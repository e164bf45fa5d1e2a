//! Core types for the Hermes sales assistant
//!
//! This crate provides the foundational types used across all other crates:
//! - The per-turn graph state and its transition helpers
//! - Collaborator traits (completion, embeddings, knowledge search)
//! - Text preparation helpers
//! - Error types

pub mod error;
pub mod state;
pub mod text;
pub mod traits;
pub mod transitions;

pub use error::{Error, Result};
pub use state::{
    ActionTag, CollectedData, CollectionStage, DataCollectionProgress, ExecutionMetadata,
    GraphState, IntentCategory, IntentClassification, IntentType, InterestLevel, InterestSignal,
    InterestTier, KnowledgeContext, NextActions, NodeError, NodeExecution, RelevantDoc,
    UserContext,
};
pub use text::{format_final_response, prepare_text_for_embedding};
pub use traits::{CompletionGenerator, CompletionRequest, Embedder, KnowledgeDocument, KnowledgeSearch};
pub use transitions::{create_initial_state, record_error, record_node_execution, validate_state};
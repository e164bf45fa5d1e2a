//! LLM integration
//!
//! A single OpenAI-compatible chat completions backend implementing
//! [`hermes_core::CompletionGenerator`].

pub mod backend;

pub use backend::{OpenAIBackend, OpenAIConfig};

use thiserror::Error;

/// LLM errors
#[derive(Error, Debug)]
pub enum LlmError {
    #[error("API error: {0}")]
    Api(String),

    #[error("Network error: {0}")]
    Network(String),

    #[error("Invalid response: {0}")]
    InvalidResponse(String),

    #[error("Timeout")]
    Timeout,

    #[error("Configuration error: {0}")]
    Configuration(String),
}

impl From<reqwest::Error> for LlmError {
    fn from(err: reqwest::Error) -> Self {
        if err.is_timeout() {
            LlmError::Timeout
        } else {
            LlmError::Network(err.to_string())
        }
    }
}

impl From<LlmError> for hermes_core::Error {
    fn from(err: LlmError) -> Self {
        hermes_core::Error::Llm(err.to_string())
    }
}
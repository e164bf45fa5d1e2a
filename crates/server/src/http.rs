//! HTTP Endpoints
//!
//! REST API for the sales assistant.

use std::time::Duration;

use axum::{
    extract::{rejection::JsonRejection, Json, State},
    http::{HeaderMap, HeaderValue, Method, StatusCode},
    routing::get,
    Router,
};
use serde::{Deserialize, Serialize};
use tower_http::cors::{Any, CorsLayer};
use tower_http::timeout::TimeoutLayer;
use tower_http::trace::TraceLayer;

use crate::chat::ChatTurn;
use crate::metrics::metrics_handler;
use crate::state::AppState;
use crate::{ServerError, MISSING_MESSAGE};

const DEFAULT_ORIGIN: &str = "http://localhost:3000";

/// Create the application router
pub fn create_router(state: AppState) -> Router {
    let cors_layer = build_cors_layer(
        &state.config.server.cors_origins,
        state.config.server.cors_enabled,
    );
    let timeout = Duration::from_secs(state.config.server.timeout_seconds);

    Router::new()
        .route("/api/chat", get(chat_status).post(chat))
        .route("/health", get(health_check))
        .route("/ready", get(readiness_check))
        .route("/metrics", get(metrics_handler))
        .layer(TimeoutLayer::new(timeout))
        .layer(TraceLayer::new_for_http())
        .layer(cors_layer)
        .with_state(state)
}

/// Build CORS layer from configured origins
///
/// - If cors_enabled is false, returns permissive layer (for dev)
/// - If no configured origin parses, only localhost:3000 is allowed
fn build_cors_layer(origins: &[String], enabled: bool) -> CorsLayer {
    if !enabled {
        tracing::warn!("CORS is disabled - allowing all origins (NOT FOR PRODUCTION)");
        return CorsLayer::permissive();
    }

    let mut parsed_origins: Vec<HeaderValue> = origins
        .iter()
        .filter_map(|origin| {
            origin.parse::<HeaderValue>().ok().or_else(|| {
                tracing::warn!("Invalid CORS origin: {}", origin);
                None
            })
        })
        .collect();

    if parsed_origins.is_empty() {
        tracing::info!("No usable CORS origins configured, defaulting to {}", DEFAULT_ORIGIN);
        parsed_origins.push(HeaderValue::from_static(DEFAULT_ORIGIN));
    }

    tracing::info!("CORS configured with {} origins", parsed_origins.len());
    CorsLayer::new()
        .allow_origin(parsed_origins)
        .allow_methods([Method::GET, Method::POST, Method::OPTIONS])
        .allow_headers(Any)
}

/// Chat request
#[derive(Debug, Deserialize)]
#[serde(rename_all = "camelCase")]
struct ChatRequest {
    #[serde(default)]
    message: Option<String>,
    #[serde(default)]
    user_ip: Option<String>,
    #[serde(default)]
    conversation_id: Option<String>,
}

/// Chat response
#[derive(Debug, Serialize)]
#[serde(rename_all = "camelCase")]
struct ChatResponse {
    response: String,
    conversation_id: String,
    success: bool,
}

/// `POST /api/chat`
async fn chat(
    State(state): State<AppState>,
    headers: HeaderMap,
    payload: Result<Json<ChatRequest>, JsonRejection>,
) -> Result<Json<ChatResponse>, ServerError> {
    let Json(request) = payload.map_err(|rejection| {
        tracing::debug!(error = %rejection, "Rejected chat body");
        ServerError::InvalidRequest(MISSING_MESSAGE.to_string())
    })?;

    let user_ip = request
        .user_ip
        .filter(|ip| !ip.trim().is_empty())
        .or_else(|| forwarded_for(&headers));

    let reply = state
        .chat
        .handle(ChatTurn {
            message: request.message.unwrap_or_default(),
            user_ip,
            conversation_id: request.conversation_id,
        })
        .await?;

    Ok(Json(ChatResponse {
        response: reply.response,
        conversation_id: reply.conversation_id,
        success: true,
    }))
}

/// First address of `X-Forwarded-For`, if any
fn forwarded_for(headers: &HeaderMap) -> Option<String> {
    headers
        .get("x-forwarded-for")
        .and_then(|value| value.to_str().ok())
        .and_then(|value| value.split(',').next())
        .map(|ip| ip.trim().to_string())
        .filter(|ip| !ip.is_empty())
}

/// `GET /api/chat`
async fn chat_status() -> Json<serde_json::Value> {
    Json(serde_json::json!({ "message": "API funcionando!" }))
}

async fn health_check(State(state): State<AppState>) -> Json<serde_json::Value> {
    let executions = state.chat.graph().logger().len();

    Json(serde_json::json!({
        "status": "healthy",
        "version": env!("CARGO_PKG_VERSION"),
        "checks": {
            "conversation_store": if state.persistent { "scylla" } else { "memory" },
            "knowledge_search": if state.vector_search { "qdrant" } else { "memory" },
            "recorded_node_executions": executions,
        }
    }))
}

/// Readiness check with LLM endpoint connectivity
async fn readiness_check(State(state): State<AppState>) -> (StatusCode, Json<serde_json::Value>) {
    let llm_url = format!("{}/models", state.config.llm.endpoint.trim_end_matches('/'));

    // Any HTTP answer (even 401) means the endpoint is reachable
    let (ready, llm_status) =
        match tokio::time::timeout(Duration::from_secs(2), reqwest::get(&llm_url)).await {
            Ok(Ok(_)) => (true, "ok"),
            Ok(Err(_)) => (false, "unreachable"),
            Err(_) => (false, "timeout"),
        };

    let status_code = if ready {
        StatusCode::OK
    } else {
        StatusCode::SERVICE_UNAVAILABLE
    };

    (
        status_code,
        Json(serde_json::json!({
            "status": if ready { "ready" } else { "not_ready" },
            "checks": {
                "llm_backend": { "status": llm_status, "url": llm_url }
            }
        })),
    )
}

_What to do_
Please transcribe, exactly and with nothing added, the lines from the first line of the material above through the line that contains "its transition helpers".

_Answer below_
repository e164bf45fa5d1e2a
//! Core types for the Hermes sales assistant
//!
//! This crate provides the foundational types used across all other crates:
//! - The per-turn graph state and its transition helpers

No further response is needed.